Breakfast came and went. We had our little bath. I called for a shot of Sonneine; I always liked to take one after all the heavy work of the morning was finished, while I had a couple of hours before lunch. A drifty little nap, then a tray of food: good stuffed grape leaves; hamid; skewered kofta on rice, perfumed with onions, coriander, and allspice. Prayer is better than sleep, and food is better than drugs … sometimes. After lunch, another shot and a second nap. I was awakened by Ali, the older, disapproving nurse. He shook my shoulder. “Mr. Audran,” he murmured.
Oh no, I thought, they want more blood. I tried to force myself back to sleep.
“You have a visitor, Mr. Audran.”
“A visitor?” Surely there had been some mistake. After all, I was dead, laid to rest on some mountaintop. All I had to do now was wait for the grave robbers. Could it be that they were here already? I didn’t even feel stiff, yet. They wouldn’t even let me get cold in the tomb, the bastards. Ramses II was shown more respect, I’ll bet. Haroun al-Raschid. Prince Saalih ibn Abdul-Wahid ibn Saud. Everybody but me. I struggled up to a sitting position.
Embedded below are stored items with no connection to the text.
//! Result types shared by the extractor and the MCP tools

use schemars::JsonSchema;
use serde::{Deserialize, Serialize};
use serde_json::{Map, Value};

/// Document information dictionary as reported by the parsing backend.
///
/// Well-known keys are promoted to named fields; every other key the
/// backend reports is preserved in `other`. Serializes back to a flat map
/// keyed by the PDF names (`Title`, `CreationDate`, ...).
#[derive(Debug, Clone, Default, PartialEq, Serialize, Deserialize)]
pub struct PdfInfo {
    #[serde(rename = "PDFFormatVersion", skip_serializing_if = "Option::is_none")]
    pub format_version: Option<String>,
    #[serde(rename = "Title", skip_serializing_if = "Option::is_none")]
    pub title: Option<String>,
    #[serde(rename = "Author", skip_serializing_if = "Option::is_none")]
    pub author: Option<String>,
    #[serde(rename = "Subject", skip_serializing_if = "Option::is_none")]
    pub subject: Option<String>,
    #[serde(rename = "Keywords", skip_serializing_if = "Option::is_none")]
    pub keywords: Option<String>,
    #[serde(rename = "Creator", skip_serializing_if = "Option::is_none")]
    pub creator: Option<String>,
    #[serde(rename = "Producer", skip_serializing_if = "Option::is_none")]
    pub producer: Option<String>,
    #[serde(rename = "CreationDate", skip_serializing_if = "Option::is_none")]
    pub creation_date: Option<String>,
    #[serde(rename = "ModDate", skip_serializing_if = "Option::is_none")]
    pub mod_date: Option<String>,
    /// Keys without a named field, kept as reported
    #[serde(flatten)]
    pub other: Map<String, Value>,
}

/// Full extraction result for one document
#[derive(Debug, Clone, PartialEq, Serialize)]
#[serde(rename_all = "camelCase")]
pub struct ExtractResult {
    pub text: String,
    pub page_count: u32,
    pub metadata: PdfInfo,
}

/// Metadata view with a short text preview
#[derive(Debug, Clone, PartialEq, Serialize, JsonSchema)]
#[serde(rename_all = "camelCase")]
pub struct MetadataSummary {
    /// First characters of the document text
    pub text: String,
    pub page_count: u32,
    #[serde(skip_serializing_if = "Option::is_none")]
    pub title: Option<String>,
    #[serde(skip_serializing_if = "Option::is_none")]
    pub author: Option<String>,
    #[serde(skip_serializing_if = "Option::is_none")]
    pub subject: Option<String>,
    #[serde(skip_serializing_if = "Option::is_none")]
    pub keywords: Option<String>,
    #[serde(skip_serializing_if = "Option::is_none")]
    pub creator: Option<String>,
    #[serde(skip_serializing_if = "Option::is_none")]
    pub producer: Option<String>,
    /// ISO 8601 when the source date was parseable
    #[serde(skip_serializing_if = "Option::is_none")]
    pub creation_date: Option<String>,
    /// ISO 8601 when the source date was parseable
    #[serde(skip_serializing_if = "Option::is_none")]
    pub modification_date: Option<String>,
}

#[derive(Debug, Clone, PartialEq, Serialize, JsonSchema)]
#[serde(rename_all = "camelCase")]
pub struct ValidationOutcome {
    pub is_valid: bool,
    pub file_path: String,
    pub message: String,
}

impl ValidationOutcome {
    pub fn new(file_path: impl Into<String>, is_valid: bool) -> Self {
        let message = if is_valid {
            "PDF file is valid"
        } else {
            "PDF file is invalid or not found"
        };
        Self {
            is_valid,
            file_path: file_path.into(),
            message: message.to_string(),
        }
    }
}

/// Page selection for estimated page extraction.
///
/// `page_numbers` wins when non-empty; otherwise `start_page`/`end_page`
/// form an inclusive range clamped to the document.
#[derive(Debug, Clone, Default, Deserialize, JsonSchema)]
#[serde(rename_all = "camelCase")]
pub struct PageSelection {
    /// Path to the PDF file
    pub file_path: String,
    /// Specific 1-indexed pages to extract; out-of-range numbers (including
    /// zero and negatives) are ignored
    #[serde(default)]
    pub page_numbers: Option<Vec<i64>>,
    /// First page of the range (1-indexed, default: 1)
    #[serde(default)]
    pub start_page: Option<i64>,
    /// Last page of the range (inclusive, default: last page)
    #[serde(default)]
    pub end_page: Option<i64>,
}

/// Result of estimated page extraction
#[derive(Debug, Clone, PartialEq, Serialize)]
#[serde(rename_all = "camelCase")]
pub struct PageExtractResult {
    pub text: String,
    pub page_count: u32,
    pub metadata: PdfInfo,
    /// Pages the text was estimated to come from
    pub extracted_pages: Vec<u32>,
    /// True when page boundaries were estimated from character offsets
    pub approximate: bool,
}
“O clever one, you are looking well.” Hassan’s fat face was resting in its shabby business smile, the unctuous look that even the stupidest tourist could spot as too deceitful by half.
“It is as God pleases,” I said groggily.
“Yes, praise Allah. Very soon you will be wholly recovered, inshallah.”
I didn’t bother to respond. I was just glad he wasn’t sitting on the foot of my bed.
“You must know, my nephew, that the entire Budayeen is desolate without your presence to light our weary lives.”
“So I understand,” I said. “From the flood of cards and letters. From the crowds of friends that mob the hospital corridors day and night, anxious to see me or just hear word of my condition. From all your many little thoughtfulnesses that have made my stay here bearable. I cannot thank you enough.”